▸ **What is expected**
Go through the entries below. Copy out every line that contains "TokenStream".

▸ **Listed entries**
────────

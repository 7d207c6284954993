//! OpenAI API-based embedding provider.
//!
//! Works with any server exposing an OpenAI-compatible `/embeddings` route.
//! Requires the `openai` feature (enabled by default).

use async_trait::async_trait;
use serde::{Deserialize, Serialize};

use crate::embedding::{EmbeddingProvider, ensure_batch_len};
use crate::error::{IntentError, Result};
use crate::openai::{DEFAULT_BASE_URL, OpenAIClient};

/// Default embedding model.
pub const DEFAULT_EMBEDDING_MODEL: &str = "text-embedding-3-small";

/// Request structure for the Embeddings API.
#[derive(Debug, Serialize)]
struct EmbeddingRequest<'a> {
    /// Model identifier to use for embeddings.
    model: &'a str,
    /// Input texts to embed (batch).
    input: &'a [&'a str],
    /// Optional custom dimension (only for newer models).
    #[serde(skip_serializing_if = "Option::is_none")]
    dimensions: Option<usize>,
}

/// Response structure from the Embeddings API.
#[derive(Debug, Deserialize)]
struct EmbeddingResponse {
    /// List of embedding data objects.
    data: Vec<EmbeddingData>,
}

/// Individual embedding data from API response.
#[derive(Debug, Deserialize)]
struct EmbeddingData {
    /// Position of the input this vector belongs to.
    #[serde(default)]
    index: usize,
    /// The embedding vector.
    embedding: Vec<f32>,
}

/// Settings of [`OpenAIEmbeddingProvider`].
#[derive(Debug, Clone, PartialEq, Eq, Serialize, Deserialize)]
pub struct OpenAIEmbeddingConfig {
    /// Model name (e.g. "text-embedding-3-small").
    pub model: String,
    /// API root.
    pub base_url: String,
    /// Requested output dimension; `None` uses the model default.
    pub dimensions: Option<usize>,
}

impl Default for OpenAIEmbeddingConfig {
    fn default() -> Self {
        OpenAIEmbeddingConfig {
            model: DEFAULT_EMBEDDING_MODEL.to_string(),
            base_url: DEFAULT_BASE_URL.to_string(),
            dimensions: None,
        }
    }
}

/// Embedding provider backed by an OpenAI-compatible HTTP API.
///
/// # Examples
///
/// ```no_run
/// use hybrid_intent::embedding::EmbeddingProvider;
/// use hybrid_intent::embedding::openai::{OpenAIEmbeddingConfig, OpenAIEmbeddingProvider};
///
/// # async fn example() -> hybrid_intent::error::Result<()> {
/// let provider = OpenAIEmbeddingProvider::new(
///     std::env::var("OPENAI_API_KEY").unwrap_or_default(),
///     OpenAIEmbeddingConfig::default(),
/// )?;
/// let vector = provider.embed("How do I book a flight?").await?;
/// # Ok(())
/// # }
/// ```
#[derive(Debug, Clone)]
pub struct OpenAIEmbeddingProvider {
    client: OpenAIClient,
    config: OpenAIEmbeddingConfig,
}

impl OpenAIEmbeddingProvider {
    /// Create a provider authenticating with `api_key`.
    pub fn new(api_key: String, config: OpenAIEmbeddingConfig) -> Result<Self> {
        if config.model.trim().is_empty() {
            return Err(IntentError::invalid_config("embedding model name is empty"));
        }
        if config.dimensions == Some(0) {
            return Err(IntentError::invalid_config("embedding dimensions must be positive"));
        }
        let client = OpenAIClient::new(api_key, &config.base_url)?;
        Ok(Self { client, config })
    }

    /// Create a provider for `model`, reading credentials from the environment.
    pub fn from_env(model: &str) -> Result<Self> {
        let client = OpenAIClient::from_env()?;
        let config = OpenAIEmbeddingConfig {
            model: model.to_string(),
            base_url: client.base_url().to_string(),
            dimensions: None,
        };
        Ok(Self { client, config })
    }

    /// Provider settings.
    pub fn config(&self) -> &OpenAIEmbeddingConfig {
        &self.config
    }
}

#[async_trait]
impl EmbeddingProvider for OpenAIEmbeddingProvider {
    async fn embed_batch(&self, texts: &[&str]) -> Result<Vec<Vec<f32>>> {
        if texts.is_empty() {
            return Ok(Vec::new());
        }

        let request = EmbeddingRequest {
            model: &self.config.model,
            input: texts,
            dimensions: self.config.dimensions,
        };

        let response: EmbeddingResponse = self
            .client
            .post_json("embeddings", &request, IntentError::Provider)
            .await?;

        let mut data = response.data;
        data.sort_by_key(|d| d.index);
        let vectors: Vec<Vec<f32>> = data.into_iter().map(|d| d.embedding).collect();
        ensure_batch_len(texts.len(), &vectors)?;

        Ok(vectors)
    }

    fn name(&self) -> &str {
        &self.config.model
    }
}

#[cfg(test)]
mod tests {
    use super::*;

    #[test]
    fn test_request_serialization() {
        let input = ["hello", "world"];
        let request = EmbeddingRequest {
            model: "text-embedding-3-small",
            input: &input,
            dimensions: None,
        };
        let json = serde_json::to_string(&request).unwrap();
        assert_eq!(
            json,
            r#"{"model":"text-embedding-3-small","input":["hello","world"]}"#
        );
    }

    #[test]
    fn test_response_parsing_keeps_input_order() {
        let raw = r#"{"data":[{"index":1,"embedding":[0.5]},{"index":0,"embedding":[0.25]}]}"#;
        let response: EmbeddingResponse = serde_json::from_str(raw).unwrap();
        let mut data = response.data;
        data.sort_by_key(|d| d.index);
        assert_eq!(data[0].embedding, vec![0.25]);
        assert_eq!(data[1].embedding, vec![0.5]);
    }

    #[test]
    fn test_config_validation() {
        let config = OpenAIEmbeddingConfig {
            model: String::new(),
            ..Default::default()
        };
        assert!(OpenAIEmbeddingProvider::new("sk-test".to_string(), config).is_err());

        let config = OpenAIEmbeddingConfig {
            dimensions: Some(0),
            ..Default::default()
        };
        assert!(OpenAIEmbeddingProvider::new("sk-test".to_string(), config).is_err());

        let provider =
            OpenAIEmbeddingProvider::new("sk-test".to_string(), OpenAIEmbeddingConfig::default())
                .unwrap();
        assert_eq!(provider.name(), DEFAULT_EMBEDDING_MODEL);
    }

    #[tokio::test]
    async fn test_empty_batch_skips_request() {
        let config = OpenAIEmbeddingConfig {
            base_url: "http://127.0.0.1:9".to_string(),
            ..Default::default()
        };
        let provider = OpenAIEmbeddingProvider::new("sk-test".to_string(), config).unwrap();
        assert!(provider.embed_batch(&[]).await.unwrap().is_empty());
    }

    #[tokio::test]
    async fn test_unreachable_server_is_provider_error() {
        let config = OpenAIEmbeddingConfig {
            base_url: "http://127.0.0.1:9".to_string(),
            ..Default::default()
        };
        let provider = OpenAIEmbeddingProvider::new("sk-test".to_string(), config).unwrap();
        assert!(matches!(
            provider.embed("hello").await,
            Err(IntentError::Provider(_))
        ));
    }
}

────────

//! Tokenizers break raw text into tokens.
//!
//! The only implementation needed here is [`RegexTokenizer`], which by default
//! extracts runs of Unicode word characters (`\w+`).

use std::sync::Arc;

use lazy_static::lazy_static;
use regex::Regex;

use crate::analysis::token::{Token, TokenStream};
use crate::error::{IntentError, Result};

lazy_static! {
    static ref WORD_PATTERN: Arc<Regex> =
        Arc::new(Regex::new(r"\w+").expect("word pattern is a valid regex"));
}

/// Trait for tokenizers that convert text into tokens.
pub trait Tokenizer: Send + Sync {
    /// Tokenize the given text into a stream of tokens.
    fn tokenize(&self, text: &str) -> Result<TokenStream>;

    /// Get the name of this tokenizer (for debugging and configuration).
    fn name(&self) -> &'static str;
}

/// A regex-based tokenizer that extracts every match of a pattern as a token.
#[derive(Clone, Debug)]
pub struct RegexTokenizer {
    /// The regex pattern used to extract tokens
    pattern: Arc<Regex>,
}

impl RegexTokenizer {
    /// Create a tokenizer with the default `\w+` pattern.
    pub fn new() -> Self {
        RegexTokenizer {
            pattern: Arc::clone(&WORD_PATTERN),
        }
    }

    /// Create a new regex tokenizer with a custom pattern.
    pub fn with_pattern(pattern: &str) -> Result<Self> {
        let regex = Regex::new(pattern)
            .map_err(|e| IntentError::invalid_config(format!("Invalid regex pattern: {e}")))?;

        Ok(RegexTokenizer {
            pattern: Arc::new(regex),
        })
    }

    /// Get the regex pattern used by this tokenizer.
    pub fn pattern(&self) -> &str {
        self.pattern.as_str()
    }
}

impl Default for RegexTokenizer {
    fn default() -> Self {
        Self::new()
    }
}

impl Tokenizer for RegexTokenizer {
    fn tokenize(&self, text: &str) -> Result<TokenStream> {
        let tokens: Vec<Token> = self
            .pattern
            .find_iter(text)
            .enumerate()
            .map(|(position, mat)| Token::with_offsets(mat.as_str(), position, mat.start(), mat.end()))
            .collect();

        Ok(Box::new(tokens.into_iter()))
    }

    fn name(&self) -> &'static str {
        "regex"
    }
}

────────

▸ **Your solution**
use crate::analysis::token::{Token, TokenStream};
    fn tokenize(&self, text: &str) -> Result<TokenStream>;
    fn tokenize(&self, text: &str) -> Result<TokenStream> {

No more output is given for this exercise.